Exercise >>
Each entry, in full: reproduce it exactly.

Data for review >>
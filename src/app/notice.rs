//! Notice（用户提示）模块。
//!
//! 用法：
//! - 会话控制器在校验失败 / 生成失败时调用 `Notifier::notify(level, body)`
//! - CLI 使用 `TerminalNotifier`（stderr），嵌入方可实现自己的 `Notifier`

const NOTICE_PREFIX: &str = "Chat Stream";

#[derive(Debug, Clone, Copy, PartialEq, Eq, serde::Deserialize, serde::Serialize)]
#[serde(rename_all = "lowercase")]
pub enum NoticeLevel {
    Info,
    Success,
    Warning,
    Error,
}

impl NoticeLevel {
    pub fn as_str(self) -> &'static str {
        match self {
            Self::Info => "info",
            Self::Success => "success",
            Self::Warning => "warning",
            Self::Error => "error",
        }
    }
}

#[derive(Debug, Clone, PartialEq, Eq, serde::Serialize)]
pub struct NoticePayload {
    pub level: NoticeLevel,
    pub title: String,
    pub body: String,
}

fn default_title(level: NoticeLevel) -> &'static str {
    match level {
        NoticeLevel::Info => "提示",
        NoticeLevel::Success => "成功",
        NoticeLevel::Warning => "提醒",
        NoticeLevel::Error => "错误",
    }
}

pub fn build(level: NoticeLevel, body: &str) -> NoticePayload {
    NoticePayload {
        level,
        title: format!("{NOTICE_PREFIX} · {}", default_title(level)),
        body: body.trim().to_string(),
    }
}

pub trait Notifier: Send + Sync {
    fn notify(&self, level: NoticeLevel, body: &str);
}

/// Prints notices on stderr and mirrors them into the log.
#[derive(Debug, Default)]
pub struct TerminalNotifier;

impl Notifier for TerminalNotifier {
    fn notify(&self, level: NoticeLevel, body: &str) {
        let payload = build(level, body);
        if payload.body.is_empty() {
            return;
        }
        tracing::info!(level = level.as_str(), "notice: {}", payload.body);
        eprintln!("[{}] {}", payload.title, payload.body);
    }
}

#[cfg(test)]
#[derive(Debug, Default)]
pub(crate) struct RecordingNotifier {
    notices: std::sync::Mutex<Vec<NoticePayload>>,
}

#[cfg(test)]
impl RecordingNotifier {
    pub(crate) fn notices(&self) -> Vec<NoticePayload> {
        use crate::shared::mutex_ext::MutexExt;
        self.notices.lock_or_recover().clone()
    }
}

#[cfg(test)]
impl Notifier for RecordingNotifier {
    fn notify(&self, level: NoticeLevel, body: &str) {
        use crate::shared::mutex_ext::MutexExt;
        self.notices.lock_or_recover().push(build(level, body));
    }
}

#[cfg(test)]
mod tests {
    use super::*;

    #[test]
    fn build_prefixes_title_and_trims_body() {
        let payload = build(NoticeLevel::Warning, "  消息内容不能为空 \n");
        assert_eq!(payload.title, "Chat Stream · 提醒");
        assert_eq!(payload.body, "消息内容不能为空");
        assert_eq!(
            serde_json::to_value(payload.level).expect("serialize"),
            serde_json::json!("warning")
        );
    }
}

Response area >>
filename src/app/notice.rs
//! Notice（用户提示）模块。
//!
//! 用法：
//! - 会话控制器在校验失败 / 生成失败时调用 `Notifier::notify(level, body)`
//! - CLI 使用 `TerminalNotifier`（stderr），嵌入方可实现自己的 `Notifier`

const NOTICE_PREFIX: &str = "Chat Stream";

#[derive(Debug, Clone, Copy, PartialEq, Eq, serde::Deserialize, serde::Serialize)]
#[serde(rename_all = "lowercase")]
pub enum NoticeLevel {
    Info,
    Success,
    Warning,
    Error,
}

impl NoticeLevel {
    pub fn as_str(self) -> &'static str {
        match self {
            Self::Info => "info",
            Self::Success => "success",
            Self::Warning => "warning",
            Self::Error => "error",
        }
    }
}

#[derive(Debug, Clone, PartialEq, Eq, serde::Serialize)]
pub struct NoticePayload {
    pub level: NoticeLevel,
    pub title: String,
    pub body: String,
}

fn default_title(level: NoticeLevel) -> &'static str {
    match level {
        NoticeLevel::Info => "提示",
        NoticeLevel::Success => "成功",
        NoticeLevel::Warning => "提醒",
        NoticeLevel::Error => "错误",
    }
}

pub fn build(level: NoticeLevel, body: &str) -> NoticePayload {
    NoticePayload {
        level,
        title: format!("{NOTICE_PREFIX} · {}", default_title(level)),
        body: body.trim().to_string(),
    }
}

pub trait Notifier: Send + Sync {
    fn notify(&self, level: NoticeLevel, body: &str);
}

/// Prints notices on stderr and mirrors them into the log.
#[derive(Debug, Default)]
pub struct TerminalNotifier;

impl Notifier for TerminalNotifier {
    fn notify(&self, level: NoticeLevel, body: &str) {
        let payload = build(level, body);
        if payload.body.is_empty() {
            return;
        }
        tracing::info!(level = level.as_str(), "notice: {}", payload.body);
        eprintln!("[{}] {}", payload.title, payload.body);
    }
}

#[cfg(test)]
#[derive(Debug, Default)]
pub(crate) struct RecordingNotifier {
    notices: std::sync::Mutex<Vec<NoticePayload>>,
}

#[cfg(test)]
impl RecordingNotifier {
    pub(crate) fn notices(&self) -> Vec<NoticePayload> {
        use crate::shared::mutex_ext::MutexExt;
        self.notices.lock_or_recover().clone()
    }
}

#[cfg(test)]
impl Notifier for RecordingNotifier {
    fn notify(&self, level: NoticeLevel, body: &str) {
        use crate::shared::mutex_ext::MutexExt;
        self.notices.lock_or_recover().push(build(level, body));
    }
}

#[cfg(test)]
mod tests {
    use super::*;

    #[test]
    fn build_prefixes_title_and_trims_body() {
        let payload = build(NoticeLevel::Warning, "  消息内容不能为空 \n");
        assert_eq!(payload.title, "Chat Stream · 提醒");
        assert_eq!(payload.body, "消息内容不能为空");
        assert_eq!(
            serde_json::to_value(payload.level).expect("serialize"),
            serde_json::json!("warning")
        );
    }
}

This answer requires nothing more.